» THE TASK: If a line comes after the one containing "or French, or", leave it out; copy every line before it, and that line too, exactly as written, starting from the first line of the entries.

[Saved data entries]

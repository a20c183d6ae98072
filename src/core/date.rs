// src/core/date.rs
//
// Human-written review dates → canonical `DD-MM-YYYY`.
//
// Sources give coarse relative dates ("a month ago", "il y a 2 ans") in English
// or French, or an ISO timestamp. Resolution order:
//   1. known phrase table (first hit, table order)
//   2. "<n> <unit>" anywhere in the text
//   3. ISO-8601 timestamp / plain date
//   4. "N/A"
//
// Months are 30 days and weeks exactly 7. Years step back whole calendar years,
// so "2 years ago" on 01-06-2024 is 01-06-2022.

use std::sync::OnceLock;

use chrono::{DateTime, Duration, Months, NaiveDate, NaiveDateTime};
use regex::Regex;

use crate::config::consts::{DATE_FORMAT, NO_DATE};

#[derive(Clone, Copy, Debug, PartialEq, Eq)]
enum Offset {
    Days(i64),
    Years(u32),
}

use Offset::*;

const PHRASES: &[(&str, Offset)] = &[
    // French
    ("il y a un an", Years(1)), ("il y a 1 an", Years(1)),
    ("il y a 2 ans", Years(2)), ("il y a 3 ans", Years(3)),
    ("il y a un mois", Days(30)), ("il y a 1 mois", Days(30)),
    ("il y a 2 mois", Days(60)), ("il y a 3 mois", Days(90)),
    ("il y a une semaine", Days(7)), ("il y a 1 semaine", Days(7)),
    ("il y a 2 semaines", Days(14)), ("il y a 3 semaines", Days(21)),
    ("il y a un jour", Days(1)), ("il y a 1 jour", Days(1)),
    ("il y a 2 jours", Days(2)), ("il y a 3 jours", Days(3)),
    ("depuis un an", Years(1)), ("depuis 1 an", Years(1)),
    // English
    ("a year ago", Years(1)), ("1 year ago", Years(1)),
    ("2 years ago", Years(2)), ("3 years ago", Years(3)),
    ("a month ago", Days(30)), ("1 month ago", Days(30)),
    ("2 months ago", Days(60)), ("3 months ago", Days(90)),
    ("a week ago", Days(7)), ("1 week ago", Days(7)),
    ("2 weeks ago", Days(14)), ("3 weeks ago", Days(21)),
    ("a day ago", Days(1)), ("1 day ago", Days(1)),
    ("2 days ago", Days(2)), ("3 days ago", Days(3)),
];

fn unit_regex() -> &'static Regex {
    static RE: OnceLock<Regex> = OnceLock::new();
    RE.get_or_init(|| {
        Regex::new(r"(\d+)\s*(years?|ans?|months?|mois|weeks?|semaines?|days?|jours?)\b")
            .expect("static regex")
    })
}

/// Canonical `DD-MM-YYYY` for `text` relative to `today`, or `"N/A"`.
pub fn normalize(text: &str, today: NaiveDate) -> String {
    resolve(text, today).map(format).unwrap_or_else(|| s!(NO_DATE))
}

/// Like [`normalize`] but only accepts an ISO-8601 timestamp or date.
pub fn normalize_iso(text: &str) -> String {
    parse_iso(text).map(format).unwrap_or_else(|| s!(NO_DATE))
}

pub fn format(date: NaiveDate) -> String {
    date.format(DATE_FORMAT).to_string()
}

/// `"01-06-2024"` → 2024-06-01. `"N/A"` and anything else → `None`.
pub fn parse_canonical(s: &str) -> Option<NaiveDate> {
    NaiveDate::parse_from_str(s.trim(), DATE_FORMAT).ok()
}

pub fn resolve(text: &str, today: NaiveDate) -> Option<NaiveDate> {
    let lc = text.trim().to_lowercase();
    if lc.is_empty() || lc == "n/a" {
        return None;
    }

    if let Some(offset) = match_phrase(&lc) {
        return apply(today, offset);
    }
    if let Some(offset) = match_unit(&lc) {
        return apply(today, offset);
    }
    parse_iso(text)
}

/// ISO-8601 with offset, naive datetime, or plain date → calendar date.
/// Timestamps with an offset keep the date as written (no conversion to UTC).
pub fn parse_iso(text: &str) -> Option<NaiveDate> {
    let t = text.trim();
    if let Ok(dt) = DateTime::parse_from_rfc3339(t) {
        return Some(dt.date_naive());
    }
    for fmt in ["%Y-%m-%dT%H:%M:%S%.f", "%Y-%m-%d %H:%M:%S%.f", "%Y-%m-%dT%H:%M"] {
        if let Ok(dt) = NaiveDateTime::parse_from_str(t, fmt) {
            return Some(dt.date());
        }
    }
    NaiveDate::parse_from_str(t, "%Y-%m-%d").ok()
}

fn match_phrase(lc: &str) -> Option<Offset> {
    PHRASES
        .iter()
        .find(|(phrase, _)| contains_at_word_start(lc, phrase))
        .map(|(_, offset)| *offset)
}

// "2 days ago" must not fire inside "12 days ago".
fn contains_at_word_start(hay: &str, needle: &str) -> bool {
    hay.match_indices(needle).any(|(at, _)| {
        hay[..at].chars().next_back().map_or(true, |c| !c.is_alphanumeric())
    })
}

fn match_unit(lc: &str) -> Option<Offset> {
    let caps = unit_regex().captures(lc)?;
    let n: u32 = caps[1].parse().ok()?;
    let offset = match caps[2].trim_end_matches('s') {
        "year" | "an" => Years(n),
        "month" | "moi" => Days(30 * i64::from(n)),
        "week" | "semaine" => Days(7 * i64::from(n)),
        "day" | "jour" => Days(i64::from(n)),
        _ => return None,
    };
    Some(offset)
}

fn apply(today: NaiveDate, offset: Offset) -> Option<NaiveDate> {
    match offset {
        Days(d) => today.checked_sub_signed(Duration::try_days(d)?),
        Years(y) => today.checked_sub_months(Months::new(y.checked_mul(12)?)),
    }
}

» FINISHED TASK:
repository a20c183d6ae98072
filename src/core/date.rs
// src/core/date.rs
//
// Human-written review dates → canonical `DD-MM-YYYY`.
//
// Sources give coarse relative dates ("a month ago", "il y a 2 ans") in English
// or French, or an ISO timestamp. Resolution order:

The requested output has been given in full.